É igual faca que tanto serve para descascar laranja quanto para matar alguém. Vamos censurar e proibir as facas?

A lei antipirataria chamada  Stop Online Piracy Act – SOPA que estão tentando aprovar nos EUA é assim, igual faca: tem potencial para proteger direitos autorais mas pode matar a informação gratuita que conseguimos na Internet.

A justificativa do republicano Lamar Smith o principal autor da iniciativa é, para dizer o mínimo, xenófoba; ele diz que a lei visa proteger consumidores, negócios e empregos “de ladrões estrangeiros que roubam propriedade intelectual dos EUA”.  É uma grande bobagem.

Os mal intencionados de qualquer nacionalidade copiam e distribuem informações obtidas de qualquer lugar, não necessáriamente da Internet e, obviamente, a única diferença é a velocidade com que a distribuição é feita.

Mas o mesmo conteúdo que alimenta a pirataria, é para nós os cidadãos comuns, a boa informação imediata e atualizada, a resposta para dúvidas diárias, o vídeo que permite observar se houve ou não manipulação da notícia, a música que está sendo lançada, o filme que estão discutindo e que queremos ver, a série que queremos assistir na TV mas não temos dinheiro para pagar o canal por assinatura, e muitas outras coisas que só encontramos no ambiente virtual.

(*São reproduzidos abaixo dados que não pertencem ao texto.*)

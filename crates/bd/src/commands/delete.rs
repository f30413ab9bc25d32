//! `bd delete` -- tombstone issues.

use anyhow::{bail, Context, Result};

use beads_storage::{SqliteStore, Storage};

use crate::cli::DeleteArgs;
use crate::context::RuntimeContext;
use crate::output::output_json;

/// Execute the `bd delete` command.
///
/// Deletion is a soft tombstone (see [`beads_storage::Storage::delete_issue`]):
/// the issue record is kept, marked deleted, and its outgoing dependency
/// edges are cleared. Tombstones are later reaped by `purge_tombstones`.
pub fn run(ctx: &RuntimeContext, args: &DeleteArgs) -> Result<()> {
    if ctx.readonly {
        bail!("cannot delete issues in read-only mode");
    }

    let db_path = ctx.db_file()?;
    if !db_path.exists() {
        bail!(
            "no beads database found at {}\nHint: run 'bd init' to create a database",
            db_path.display()
        );
    }

    let store = SqliteStore::open(&db_path)
        .with_context(|| format!("failed to open database: {}", db_path.display()))?;

    let reason = if args.reason.is_empty() {
        "deleted"
    } else {
        &args.reason
    };

    let mut deleted_ids: Vec<String> = Vec::new();

    for id in &args.ids {
        match store.delete_issue(id, &ctx.actor, reason) {
            Ok(()) => {
                deleted_ids.push(id.clone());
                if !ctx.json {
                    println!("Deleted {}", id);
                }
            }
            Err(e) => eprintln!("cannot delete {}: {:#}", id, e),
        }
    }

    if ctx.json {
        output_json(&deleted_ids);
    }

    Ok(())
}
/// Tombstones an issue on the given connection: records the pre-deletion
/// type, sets status/deleted_at/deleted_by/delete_reason, and clears the
/// issue's outgoing dependency edges (a tombstone has none).
pub(crate) fn delete_issue_on_conn(
    conn: &Connection,
    id: &str,
    deleted_by: &str,
    reason: &str,
) -> Result<()> {
    let current_type: String = conn
        .query_row("SELECT issue_type FROM issues WHERE id = ?1", params![id], |r| r.get(0))
        .map_err(|e| match e {
            rusqlite::Error::QueryReturnedNoRows => StorageError::not_found("issue", id),
            other => StorageError::Query(other),
        })?;

    let now = Utc::now();
    let now_str = format_datetime(&now);

    conn.execute(
        "UPDATE issues SET status = 'tombstone', deleted_at = ?1, deleted_by = ?2,
         delete_reason = ?3, original_type = ?4, updated_at = ?1 WHERE id = ?5",
        params![now_str, deleted_by, reason, current_type, id],
    )?;
    conn.execute("DELETE FROM dependencies WHERE from_id = ?1", params![id])?;

    emit_event(
        conn,
        id,
        EventType::Tombstoned,
        deleted_by,
        None,
        Some(reason),
        None,
        &now_str,
    )?;

    Ok(())
}

/// Searches issues on the given connection.
pub(crate) fn search_issues_on_conn(
    conn: &Connection,
    query: &str,
    filter: &IssueFilter,
) -> Result<Vec<Issue>> {
    let mut where_clauses: Vec<String> = Vec::new();
    let mut param_values: Vec<Box<dyn rusqlite::types::ToSql>> = Vec::new();
    let mut param_idx = 1;

    // Full-text search across title, description, notes.
    if !query.is_empty() {
        where_clauses.push(format!(
            "(title LIKE ?{pi} OR description LIKE ?{pi} OR notes LIKE ?{pi})",
            pi = param_idx
        ));
        param_values.push(Box::new(format!("%{query}%")));
        param_idx += 1;
    }
    if let Some(ref text) = filter.text_search {
        where_clauses.push(format!(
            "(title LIKE ?{pi} OR description LIKE ?{pi} OR notes LIKE ?{pi})",
            pi = param_idx
        ));
        param_values.push(Box::new(format!("%{text}%")));
        param_idx += 1;
    }

    if let Some(ref status) = filter.status {
        where_clauses.push(format!("status = ?{param_idx}"));
        param_values.push(Box::new(status.as_str().to_string()));
        param_idx += 1;
    }
    if let Some(priority) = filter.priority {
        where_clauses.push(format!("priority = ?{param_idx}"));
        param_values.push(Box::new(priority));
        param_idx += 1;
    }
    if let Some(priority_min) = filter.priority_min {
        where_clauses.push(format!("priority >= ?{param_idx}"));
        param_values.push(Box::new(priority_min));
        param_idx += 1;
    }
    if let Some(priority_max) = filter.priority_max {
        where_clauses.push(format!("priority <= ?{param_idx}"));
        param_values.push(Box::new(priority_max));
        param_idx += 1;
    }
    if let Some(ref issue_type) = filter.issue_type {
        where_clauses.push(format!("issue_type = ?{param_idx}"));
        param_values.push(Box::new(issue_type.as_str().to_string()));
        param_idx += 1;
    }
    if let Some(ref created_after) = filter.created_after {
        where_clauses.push(format!("created_at >= ?{param_idx}"));
        param_values.push(Box::new(format_datetime(created_after)));
        param_idx += 1;
    }
    if let Some(ref created_before) = filter.created_before {
        where_clauses.push(format!("created_at <= ?{param_idx}"));
        param_values.push(Box::new(format_datetime(created_before)));
        param_idx += 1;
    }
    if let Some(ref updated_after) = filter.updated_after {
        where_clauses.push(format!("updated_at >= ?{param_idx}"));
        param_values.push(Box::new(format_datetime(updated_after)));
        param_idx += 1;
    }
    if let Some(ref updated_before) = filter.updated_before {
        where_clauses.push(format!("updated_at <= ?{param_idx}"));
        param_values.push(Box::new(format_datetime(updated_before)));
        param_idx += 1;
    }
    if let Some(ref id_prefix) = filter.id_prefix {
        where_clauses.push(format!("id LIKE ?{param_idx}"));
        param_values.push(Box::new(format!("{id_prefix}%")));
        param_idx += 1;
    }

    // Exclude statuses (e.g. tombstones, unless explicitly requested).
    for status in &filter.exclude_status {
        where_clauses.push(format!("status != ?{param_idx}"));
        param_values.push(Box::new(status.as_str().to_string()));
        param_idx += 1;
    }

    // Labels AND.
    for label in &filter.labels {
        where_clauses.push(format!(
            "EXISTS (SELECT 1 FROM labels WHERE labels.issue_id = issues.id AND labels.label = ?{param_idx})"
        ));
        param_values.push(Box::new(label.clone()));
        param_idx += 1;
    }

    // Labels OR.
    if !filter.labels_any.is_empty() {
        let placeholders: Vec<String> = filter
            .labels_any
            .iter()
            .enumerate()
            .map(|(i, _)| format!("?{}", param_idx + i))
            .collect();
        where_clauses.push(format!(
            "EXISTS (SELECT 1 FROM labels WHERE labels.issue_id = issues.id AND labels.label IN ({}))",
            placeholders.join(",")
        ));
        for label in &filter.labels_any {
            param_values.push(Box::new(label.clone()));
        }
        param_idx += filter.labels_any.len();
    }

    let where_sql = if where_clauses.is_empty() {
        String::new()
    } else {
        format!("WHERE {}", where_clauses.join(" AND "))
    };

    let limit_sql = filter
        .limit
        .map(|l| format!(" LIMIT {l}"))
        .unwrap_or_default();

    let sql = format!(
        "SELECT {ISSUE_COLUMNS} FROM issues {where_sql} ORDER BY created_at DESC{limit_sql}"
    );

    let param_refs: Vec<&dyn rusqlite::types::ToSql> =
        param_values.iter().map(|p| p.as_ref()).collect();

    let mut stmt = conn.prepare(&sql)?;
    let rows = stmt.query_map(param_refs.as_slice(), scan_issue)?;

    let mut issues = Vec::new();
    for row in rows {
        issues.push(row?);
    }

    let _ = param_idx;

    Ok(issues)
}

Posso ser ingênua, mas pirataria para mim é copiar um filme, por exemplo, e vender um monte de cópias na banquinha instalada na calçada, e isso não será coibido nem punido com a censura de sites. Ou copiar uma informação científica e publicar como se fosse sua, quando na verdade não é, o que também não se resolve com censura, mas sim com processos individuais contra os autores da farsa.

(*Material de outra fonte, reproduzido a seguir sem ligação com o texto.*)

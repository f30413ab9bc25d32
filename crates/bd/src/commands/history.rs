//! `bd history` -- show event history for an issue.

use anyhow::{bail, Context, Result};

use beads_storage::{SqliteStore, Storage};

use crate::cli::HistoryArgs;
use crate::context::RuntimeContext;
use crate::output::output_json;

/// Execute the `bd history` command.
pub fn run(ctx: &RuntimeContext, args: &HistoryArgs) -> Result<()> {
    let db_path = ctx.db_file()?;
    if !db_path.exists() {
        bail!(
            "no beads database found at {}\nHint: run 'bd init' to create a database",
            db_path.display()
        );
    }

    let store = SqliteStore::open(&db_path)
        .with_context(|| format!("failed to open database: {}", db_path.display()))?;

    store
        .get_issue(&args.id)
        .with_context(|| format!("issue '{}' not found", args.id))?;

    let events = store
        .get_events(&args.id, args.limit)
        .with_context(|| format!("failed to load history for {}", args.id))?;

    if ctx.json {
        output_json(&serde_json::json!({
            "issue_id": args.id,
            "events": events,
        }));
        return Ok(());
    }

    if events.is_empty() {
        println!("No history for {}", args.id);
        return Ok(());
    }

    println!("History for {}:\n", args.id);
    for event in &events {
        let timestamp = event.created_at.format("%Y-%m-%d %H:%M:%S").to_string();
        let actor_str = if event.actor.is_empty() {
            String::new()
        } else {
            format!(" by {}", event.actor)
        };

        let detail = match (&event.old_value, &event.new_value) {
            (Some(old), Some(new)) => format!("{} -> {}", old, new),
            (None, Some(new)) => new.clone(),
            (Some(old), None) => old.clone(),
            (None, None) => event.comment.clone().unwrap_or_default(),
        };

        if detail.is_empty() {
            println!("  {} {}{}", timestamp, event.event_type, actor_str);
        } else {
            println!("  {} {}{}: {}", timestamp, event.event_type, actor_str, detail);
        }
    }

    Ok(())
}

É óbvio que as produtoras de filmes, séries e miniséries estão alvoroçadas e apoiando a iniciativa. Elas sabem que muita gente não pode pagar o ingresso do cinema nem a assinatura do canal HBO, e que para esses consumidores em potencial a saida é “baixar” da Internet e assistir o que lhes interessa, sentadinhos na poltrona da sala de suas próprias casas. Se sabem disso, que tal distribuir legalmente músicas, filmes, séries e miniséries ao preço de centavos por download? Nem pensar, não é?

Para o pessoal interessado na aprovação dessa lei, em princípio todo mundo é ladrão, o que é um pensamento idiota. E tome censura e bloqueio de sites, outra idéia ridícula, além do que a justificativa apresentada pelo Sr. Smith lembra um pouco a censura feita pelos nazistas no III Reich, direcionada á produção intelectual de todos que não fossem arianos e que resultou na queima de milhares de livros em praça pública.

A História se repete, a primeira vez como tragédia e a segunda como farsa, já dizia o velho Marx.